Old Smoke is to a certain degree a model BARISHI album reflecting in the fact that it features many of the attributes the band has become known for: monstrous tempos, rigorous rhythmic intricacy and frantically detailed, yet melodic structures. Yet what makes it unusual for a BARISHI album is how condensed it is. It’s surprisingly close-packed, although its six songs add up to 50 minutes total.
That doesn’t mean Old Smoke is their most digestible album. When speaking about accessibility, the trio’s 2013 self-titled album and 2016’s Blood from the Lion’s Mouth are the ones with the bangers, so to speak, with each of these being comprised of many layers and taking unpredictable, alternative routes along the way. In fact, 2016’s full-length was almost bewilderingly opaque.
It is songs like the opening Silent Circle, The Longhunter and the title track that show the new BARISHI in its full grandeur. It’s hard to explain why this creation works as well as it does. Its marvellous havoc comprised of what feels like the multitude of riffs, staggering harmonies, continual pace shifts, infrequent peeks of groove, and Dylan Blake’s pugnacious, unorthodox drum work – all echoing and colliding into each other. In the meantime, the piercingly vicious yet varied Entombed in Gold Forever follows the same design. The outcome of such a perspective is tunes that sound like synopses of BARISHI’s earlier releases with an outstanding step forward in diversity and creativity.
It’s easy to let the absolute enigma of BARISHI’s songs become too much of a hurdle toward savouring it, but Old Smoke’s dominance is its musicality, rather than its technical aspect. BARISHI are still three musicians, forging out those outwardly incredible aural forms on guitars, drums and bass.

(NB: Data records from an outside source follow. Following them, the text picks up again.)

use std::io;
use std::path::PathBuf;

use anyhow::{bail, Result};
use clap::Parser;
use tracing::{error, info, warn};
use tracing_subscriber::EnvFilter;

use crashcast::config::ListenerConfig;
use crashcast::protocol::Listener;
use crashcast::publisher::Publisher;
use crashcast::sinks::{ChatSink, EnvCredentials, NoopSink};

/// Environment variable supervisord exports to its event-listener children.
/// Its absence means we were started by hand, not by a supervisor.
const SUPERVISOR_ENV_MARKER: &str = "SUPERVISOR_SERVER_URL";

#[derive(Parser)]
#[command(name = "crashcast")]
#[command(about = "Supervisord event listener that fans crash notifications out to chat", long_about = None)]
#[command(version)]
struct Cli {
    /// Path to a YAML config file
    #[arg(short, long)]
    config: Option<PathBuf>,

    /// Event name to subscribe to (repeatable; overrides the config file)
    #[arg(short, long = "event")]
    events: Vec<String>,

    /// Chat room to notify (repeatable; overrides the config file)
    #[arg(short, long = "room")]
    rooms: Vec<String>,

    /// Message color for chat notifications
    #[arg(long)]
    color: Option<String>,

    /// Do not register the chat sink
    #[arg(long)]
    no_chat: bool,
}

fn main() -> Result<()> {
    let cli = Cli::parse();

    // Diagnostics go to stderr only: stdout carries protocol tokens and
    // anything else on it desynchronizes the supervisor.
    tracing_subscriber::fmt()
        .with_env_filter(
            EnvFilter::try_from_default_env().unwrap_or_else(|_| EnvFilter::new("info")),
        )
        .with_writer(io::stderr)
        .init();

    if std::env::var_os(SUPERVISOR_ENV_MARKER).is_none() {
        bail!("crashcast must be run as a supervisord event listener ({SUPERVISOR_ENV_MARKER} is not set)");
    }

    let config = load_config(&cli)?;

    let listener = Listener::new(io::stdin().lock(), io::stdout().lock());
    let mut publisher = Publisher::new(listener, config.subscription_set());

    if config.enable_chat {
        let credentials = EnvCredentials::new(config.chat.token_env.clone());
        match ChatSink::new(&config.chat, &credentials) {
            Ok(sink) => publisher.register(Box::new(sink)),
            // A sink without its secret is dropped; the listener keeps
            // running with whatever sinks remain.
            Err(err) => error!(error = %err, "chat sink disabled"),
        }
    }
    if config.enable_mail {
        publisher.register(Box::new(NoopSink::new("mail")));
    }

    if publisher.sink_count() == 0 {
        warn!("no sinks registered; events will be filtered and acknowledged only");
    }

    info!(
        events = ?config.events,
        sinks = publisher.sink_count(),
        "listener starting"
    );

    publisher.run_forever()?;
    info!("input stream closed, shutting down");
    Ok(())
}

fn load_config(cli: &Cli) -> Result<ListenerConfig> {
    let mut config = match &cli.config {
        Some(path) => ListenerConfig::from_file(path)?,
        None => ListenerConfig::default(),
    };

    if !cli.events.is_empty() {
        config.events = cli.events.clone();
    }
    if !cli.rooms.is_empty() {
        config.chat.rooms = cli.rooms.clone();
    }
    if let Some(color) = &cli.color {
        config.chat.color = color.clone();
    }
    if cli.no_chat {
        config.enable_chat = false;
    }

    Ok(config)
}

Old Smoke is in reality a colossal slice of music, and this is the most vigorous extract of BARISHI’s ethos yet. It’s the group’s most ostensibly scourged work since their debut, when their raid on black metal forms was still rather elementary. Here, they are displaying a projected vision of the genre that arises from and diversifies out. It’s as if, after so many years of penning songs large enough to traverse spheres, they took into consideration that Hades was right here on our soil.
Rating: 8/10
Old Smoke is set for release April 24th via Season of Mist.